Entries taken from a collection:
--*--
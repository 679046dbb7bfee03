//! Idle reward math.
//!
//! Offline time pays out XP and credits at fixed hourly rates, capped at
//! eight hours of full value; hours past the cap pay at half rate. The
//! online variant grants a small fixed bundle per minute of continuous
//! play with no cap at all.

use crate::core::constants::*;
use serde::{Deserialize, Serialize};

/// Hourly accrual rates for the two reward channels.
#[derive(Debug, Clone, Copy, PartialEq, Serialize, Deserialize)]
pub struct AccrualRates {
    pub xp_per_hour: f64,
    pub credits_per_hour: f64,
}

impl Default for AccrualRates {
    fn default() -> Self {
        AccrualRates {
            xp_per_hour: OFFLINE_XP_PER_HOUR,
            credits_per_hour: OFFLINE_CREDITS_PER_HOUR,
        }
    }
}

/// What an accrual pays out, rounded once at the end.
#[derive(Debug, Clone, Copy, Default, PartialEq, Eq, Serialize, Deserialize)]
pub struct RewardBundle {
    pub xp: u64,
    pub credits: u64,
}

impl RewardBundle {
    pub fn is_empty(&self) -> bool {
        self.xp == 0 && self.credits == 0
    }
}

/// Offline rewards for an absence of `elapsed_hours`.
///
/// Negative elapsed time (clock rollback) earns nothing. Hours up to
/// `cap_hours` count in full; hours beyond it are scaled down by
/// `diminishing` before counting.
pub fn compute_offline(
    elapsed_hours: f64,
    rates: &AccrualRates,
    cap_hours: f64,
    diminishing: f64,
) -> RewardBundle {
    let elapsed = elapsed_hours.max(0.0);
    let effective = elapsed.min(cap_hours) + (elapsed - cap_hours).max(0.0) * (1.0 - diminishing);
    RewardBundle {
        xp: (rates.xp_per_hour * effective).round() as u64,
        credits: (rates.credits_per_hour * effective).round() as u64,
    }
}

/// Rewards for `minutes` of continuous online play.
pub fn online_rewards(minutes: u32) -> RewardBundle {
    RewardBundle {
        xp: (ONLINE_XP_PER_MINUTE * minutes as f64).round() as u64,
        credits: (ONLINE_CREDITS_PER_MINUTE * minutes as f64).round() as u64,
    }
}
--*--
Could you retype exactly the lines from the first one of the records through the line containing "half rate. The", both included, and nothing more?

◆ **WRITTEN SOLUTION**:
repository 679046dbb7bfee03
//! Idle reward math.
//!
//! Offline time pays out XP and credits at fixed hourly rates, capped at
//! eight hours of full value; hours past the cap pay at half rate. The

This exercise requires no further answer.